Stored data
>>>
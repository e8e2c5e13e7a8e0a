//! Steps con estado: `MapWithState` y la variante por herencia `MapClass`.
use std::sync::{Arc, Mutex};

use async_trait::async_trait;
use futures::future::BoxFuture;
use serde_json::{Map as JsonMap, Value};

use crate::errors::{FlowError, FlowResult};
use crate::event::{Event, Message};
use crate::model::{Table, ALL_ATTRIBUTES};
use crate::step::base::{step_setup, Step, StepCore, TerminationResult, UserFn};

/// Estado inicial de un `MapWithState`: un valor arbitrario o una tabla.
/// Con `group_by_key` el valor debe ser un objeto clave → estado.
pub enum StepState {
    Value(Mutex<Value>),
    Table(Arc<dyn Table>),
}

/// Callable con estado: `(elemento, estado) -> (salida, nuevo estado)`.
pub type StateFn = UserFn<(Value, Value), (Value, Value)>;

/// Transforma eventos con una función que enhebra un estado, global o por
/// clave. Con una `Table` como estado, la entrada por clave se obtiene con
/// `get_or_load_key` y la actualización se escribe de vuelta.
pub struct MapWithState {
    core: StepCore,
    state: StepState,
    state_fn: StateFn,
    group_by_key: bool,
}

impl MapWithState {
    pub fn new(initial_state: Value, f: impl Fn((Value, Value)) -> FlowResult<(Value, Value)> + Send + Sync + 'static) -> Self {
        Self { core: StepCore::new("MapWithState"),
               state: StepState::Value(Mutex::new(initial_state)),
               state_fn: UserFn::new(f),
               group_by_key: false }
    }

    pub fn new_async(initial_state: Value,
                     f: impl Fn((Value, Value)) -> BoxFuture<'static, FlowResult<(Value, Value)>> + Send + Sync + 'static)
                     -> Self {
        Self { core: StepCore::new("MapWithState"),
               state: StepState::Value(Mutex::new(initial_state)),
               state_fn: UserFn::new_async(f),
               group_by_key: false }
    }

    pub fn with_table(table: Arc<dyn Table>, f: impl Fn((Value, Value)) -> FlowResult<(Value, Value)> + Send + Sync + 'static) -> Self {
        Self { core: StepCore::new("MapWithState"),
               state: StepState::Table(table),
               state_fn: UserFn::new(f),
               group_by_key: true }
    }

    /// Activa el modo por clave: el estado pasa a ser un mapeo
    /// clave → estado-por-clave (las tablas ya son por clave).
    pub fn group_by_key(mut self, group_by_key: bool) -> Self {
        self.group_by_key = group_by_key;
        self
    }

    fn event_key(&self, event: &Event) -> FlowResult<String> {
        event.key
             .clone()
             .ok_or_else(|| FlowError::MissingKey(format!("step '{}' groups state by key", self.core.name())))
    }

    async fn call_keyed(&self, event: &Event) -> FlowResult<Value> {
        let key = self.event_key(event)?;
        match &self.state {
            StepState::Table(table) => {
                let key_data = table.get_or_load_key(&key, ALL_ATTRIBUTES).await?;
                let input = (event.body.clone(), Value::Object(key_data));
                let (output, new_state) = self.state_fn.call(input).await?;
                let attrs = into_object(new_state, self.core.name())?;
                table.set_key(&key, attrs).await?;
                Ok(output)
            }
            StepState::Value(state) => {
                let key_data = {
                    let guard = state.lock().expect("state lock poisoned");
                    match guard.get(&key) {
                        Some(entry) => entry.clone(),
                        None => {
                            return Err(FlowError::InvalidState(format!("no state entry for key '{key}'")));
                        }
                    }
                };
                let (output, new_state) = self.state_fn.call((event.body.clone(), key_data)).await?;
                let mut guard = state.lock().expect("state lock poisoned");
                match *guard {
                    Value::Object(ref mut map) => {
                        map.insert(key, new_state);
                    }
                    _ => return Err(FlowError::InvalidState("grouped state must be an object".into())),
                }
                Ok(output)
            }
        }
    }

    async fn call_global(&self, event: &Event) -> FlowResult<Value> {
        match &self.state {
            StepState::Table(_) => Err(FlowError::InvalidState("a table state requires group_by_key".into())),
            StepState::Value(state) => {
                let current = state.lock().expect("state lock poisoned").clone();
                let (output, new_state) = self.state_fn.call((event.body.clone(), current)).await?;
                *state.lock().expect("state lock poisoned") = new_state;
                Ok(output)
            }
        }
    }
}

step_setup!(MapWithState);

#[async_trait]
impl Step for MapWithState {
    fn core(&self) -> &StepCore {
        &self.core
    }

    async fn run(self: Arc<Self>, msg: Message) -> FlowResult<TerminationResult> {
        match msg {
            Message::Terminate => self.core.forward_termination().await,
            Message::Event(event) => {
                let output = if self.group_by_key {
                    self.call_keyed(&event).await?
                } else {
                    self.call_global(&event).await?
                };
                self.core.forward(event.derive(output)).await?;
                Ok(None)
            }
        }
    }
}

fn into_object(value: Value, step: &str) -> FlowResult<JsonMap<String, Value>> {
    match value {
        Value::Object(map) => Ok(map),
        _ => Err(FlowError::InvalidState(format!("step '{step}' produced a non-object keyed state"))),
    }
}

/// Lógica de usuario para `MapClass`: estado encapsulado en el objeto.
/// Devolver `Ok(None)` descarta el evento actual (señal de filtrado).
#[async_trait]
pub trait MapLogic: Send + Sync + 'static {
    async fn do_event(&mut self, element: Value) -> FlowResult<Option<Value>>;
}

/// Variante por herencia de `Map`: equivale a Map + Filter con estado
/// dentro del objeto provisto por el caller.
pub struct MapClass {
    core: StepCore,
    logic: tokio::sync::Mutex<Box<dyn MapLogic>>,
}

impl MapClass {
    pub fn new(logic: impl MapLogic) -> Self {
        Self { core: StepCore::new("MapClass"),
               logic: tokio::sync::Mutex::new(Box::new(logic)) }
    }
}

step_setup!(MapClass);

#[async_trait]
impl Step for MapClass {
    fn core(&self) -> &StepCore {
        &self.core
    }

    async fn run(self: Arc<Self>, msg: Message) -> FlowResult<TerminationResult> {
        match msg {
            Message::Terminate => self.core.forward_termination().await,
            Message::Event(event) => {
                let result = {
                    let mut logic = self.logic.lock().await;
                    logic.do_event(event.body.clone()).await?
                };
                if let Some(body) = result {
                    self.core.forward(event.derive(body)).await?;
                }
                Ok(None)
            }
        }
    }
}
pub mod awaitable;
pub mod types;

pub use awaitable::{AwaitableResult, AwaitableSlot};
pub use types::{Event, Message};
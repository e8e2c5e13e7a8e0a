//! Ejecución concurrente de jobs externos con in-flight acotado.
//!
//! El protocolo `JobHandler` factoriza el loop común (init perezoso,
//! worker único, cleanup) parametrizado por `process_event` y
//! `handle_completed`. Invariantes del driver:
//! - la FIFO acotada de capacidad `max_in_flight` es el mecanismo de
//!   contrapresión: un `send` sobre cola llena frena cooperativamente al
//!   productor;
//! - el worker espera cada handle estrictamente en orden de desencolado,
//!   así el downstream observa las finalizaciones en orden de envío aunque
//!   las llamadas externas completen desordenadas;
//! - si el worker muere, el siguiente envío lo detecta y propaga su error
//!   (o `WorkerTerminated` si salió limpio); los jobs encolados se drenan
//!   y sus tasks se abortan; `cleanup` corre en todos los caminos de
//!   salida.
use std::sync::Arc;

use async_trait::async_trait;
use tokio::sync::mpsc;
use tokio::task::JoinHandle;
use tracing::debug;

use crate::errors::{FlowError, FlowResult};
use crate::event::{Event, Message};
use crate::model::Context;
use crate::step::base::{Step, StepCore, TerminationCombiner, TerminationResult};

pub const DEFAULT_MAX_IN_FLIGHT: usize = 8;

/// Hooks de un step join-con-sistema-externo.
///
/// `process_event` lanza la llamada externa para un lote de eventos (el
/// driver base siempre pasa uno; la variante por clave pasa el lote
/// coalescido). `handle_completed` corre en el worker y es responsable de
/// la emisión aguas abajo.
#[async_trait]
pub trait JobHandler: Send + Sync + 'static {
    /// Resultado de la llamada externa en vuelo.
    type Job: Send + 'static;

    /// Init único y perezoso, al primer evento.
    async fn lazy_init(&self) -> FlowResult<()> {
        Ok(())
    }

    async fn process_event(&self, events: &[Event]) -> FlowResult<Self::Job>;

    async fn handle_completed(&self, event: Event, job: &Self::Job, out: &StepCore) -> FlowResult<()>;

    /// Libera recursos propios; corre en todos los caminos de salida.
    async fn cleanup(&self) -> FlowResult<()> {
        Ok(())
    }
}

/// Par `(evento, handle en vuelo)` o centinela, tal como viaja por la FIFO.
pub(crate) enum Job<J> {
    Task { event: Event, handle: JoinHandle<FlowResult<J>> },
    Terminate,
}

pub(crate) struct EngineState<J> {
    pub(crate) tx: mpsc::Sender<Job<J>>,
    pub(crate) worker: Option<JoinHandle<FlowResult<()>>>,
}

/// Consume el worker ya finalizado y devuelve el error a propagar.
pub(crate) async fn worker_failure<J>(state: &mut EngineState<J>) -> FlowError {
    match state.worker.take() {
        None => FlowError::WorkerTerminated,
        Some(worker) => match worker.await {
            Ok(Ok(())) => FlowError::WorkerTerminated,
            Ok(Err(err)) => err,
            Err(join_err) => FlowError::Internal(format!("worker panicked: {join_err}")),
        },
    }
}

/// Descarta los jobs aún encolados abortando sus tasks en vuelo.
pub(crate) fn drain_queue<J>(rx: &mut mpsc::Receiver<Job<J>>) {
    while let Ok(job) = rx.try_recv() {
        if let Job::Task { handle, .. } = job {
            handle.abort();
        }
    }
}

/// Driver de ejecución concurrente: una llamada externa por evento, con
/// el orden de emisión aguas abajo igual al orden de envío.
pub struct ConcurrentJobExecution<H: JobHandler> {
    core: StepCore,
    handler: Arc<H>,
    max_in_flight: usize,
    state: tokio::sync::Mutex<Option<EngineState<H::Job>>>,
}

impl<H: JobHandler> std::fmt::Debug for ConcurrentJobExecution<H> {
    fn fmt(&self, f: &mut std::fmt::Formatter<'_>) -> std::fmt::Result {
        f.debug_struct("ConcurrentJobExecution").field("max_in_flight", &self.max_in_flight).finish()
    }
}

impl<H: JobHandler> ConcurrentJobExecution<H> {
    pub fn new(handler: H) -> Self {
        Self::new_with_name("ConcurrentJobExecution", handler)
    }

    pub fn new_with_name(name: impl Into<String>, handler: H) -> Self {
        Self { core: StepCore::new(name),
               handler: Arc::new(handler),
               max_in_flight: DEFAULT_MAX_IN_FLIGHT,
               state: tokio::sync::Mutex::new(None) }
    }

    pub fn with_max_in_flight(mut self, max_in_flight: usize) -> Self {
        self.max_in_flight = max_in_flight.max(1);
        self
    }

    pub fn with_context(mut self, context: Arc<Context>) -> Self {
        self.core.set_context(context);
        self
    }

    pub fn with_termination_combiner(mut self, combiner: TerminationCombiner) -> Self {
        self.core.set_combiner(combiner);
        self
    }

    async fn worker_loop(self: Arc<Self>, mut rx: mpsc::Receiver<Job<H::Job>>) -> FlowResult<()> {
        debug!(step = %self.core.name(), "worker started");
        let run = self.consume(&mut rx).await;
        if run.is_err() {
            drain_queue(&mut rx);
        }
        let cleanup = self.handler.cleanup().await;
        debug!(step = %self.core.name(), ok = run.is_ok(), "worker exited");
        run.and(cleanup)
    }

    async fn consume(&self, rx: &mut mpsc::Receiver<Job<H::Job>>) -> FlowResult<()> {
        while let Some(job) = rx.recv().await {
            match job {
                Job::Terminate => break,
                Job::Task { event, handle } => {
                    let job = handle.await
                                    .map_err(|join_err| FlowError::Internal(format!("in-flight job failed: {join_err}")))??;
                    self.handler.handle_completed(event, &job, &self.core).await?;
                }
            }
        }
        Ok(())
    }
}

#[async_trait]
impl<H: JobHandler> Step for ConcurrentJobExecution<H> {
    fn core(&self) -> &StepCore {
        &self.core
    }

    async fn run(self: Arc<Self>, msg: Message) -> FlowResult<TerminationResult> {
        let mut guard = self.state.lock().await;
        if guard.is_none() {
            self.handler.lazy_init().await?;
            let (tx, rx) = mpsc::channel(self.max_in_flight);
            let worker = tokio::spawn(Arc::clone(&self).worker_loop(rx));
            *guard = Some(EngineState { tx, worker: Some(worker) });
        }
        let state = guard.as_mut().expect("engine state initialised above");
        if state.worker.as_ref().map_or(true, |w| w.is_finished()) {
            return Err(worker_failure(state).await);
        }
        match msg {
            Message::Terminate => {
                if state.tx.send(Job::Terminate).await.is_err() {
                    return Err(worker_failure(state).await);
                }
                if let Some(worker) = state.worker.take() {
                    match worker.await {
                        Ok(Ok(())) => {}
                        Ok(Err(err)) => return Err(err),
                        Err(join_err) => return Err(FlowError::Internal(format!("worker panicked: {join_err}"))),
                    }
                }
                drop(guard);
                self.core.forward_termination().await
            }
            Message::Event(event) => {
                let handler = Arc::clone(&self.handler);
                let subject = event.clone();
                let handle = tokio::spawn(async move { handler.process_event(std::slice::from_ref(&subject)).await });
                if let Err(mpsc::error::SendError(job)) = state.tx.send(Job::Task { event, handle }).await {
                    if let Job::Task { handle, .. } = job {
                        handle.abort();
                    }
                    return Err(worker_failure(state).await);
                }
                // el worker pudo morir mientras el envío esperaba lugar
                if state.worker.as_ref().is_some_and(|w| w.is_finished()) {
                    return Err(worker_failure(state).await);
                }
                Ok(None)
            }
        }
    }
}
<<<
Task directions
Copy every line of the records above, starting with the first, up to and including the line containing "se obtiene con".

Response to this task
repository e8e2c5e13e7a8e0a
//! Steps con estado: `MapWithState` y la variante por herencia `MapClass`.
use std::sync::{Arc, Mutex};

use async_trait::async_trait;
use futures::future::BoxFuture;
use serde_json::{Map as JsonMap, Value};

use crate::errors::{FlowError, FlowResult};
use crate::event::{Event, Message};
use crate::model::{Table, ALL_ATTRIBUTES};
use crate::step::base::{step_setup, Step, StepCore, TerminationResult, UserFn};

/// Estado inicial de un `MapWithState`: un valor arbitrario o una tabla.
/// Con `group_by_key` el valor debe ser un objeto clave → estado.
pub enum StepState {
    Value(Mutex<Value>),
    Table(Arc<dyn Table>),
}

/// Callable con estado: `(elemento, estado) -> (salida, nuevo estado)`.
pub type StateFn = UserFn<(Value, Value), (Value, Value)>;

/// Transforma eventos con una función que enhebra un estado, global o por
/// clave. Con una `Table` como estado, la entrada por clave se obtiene con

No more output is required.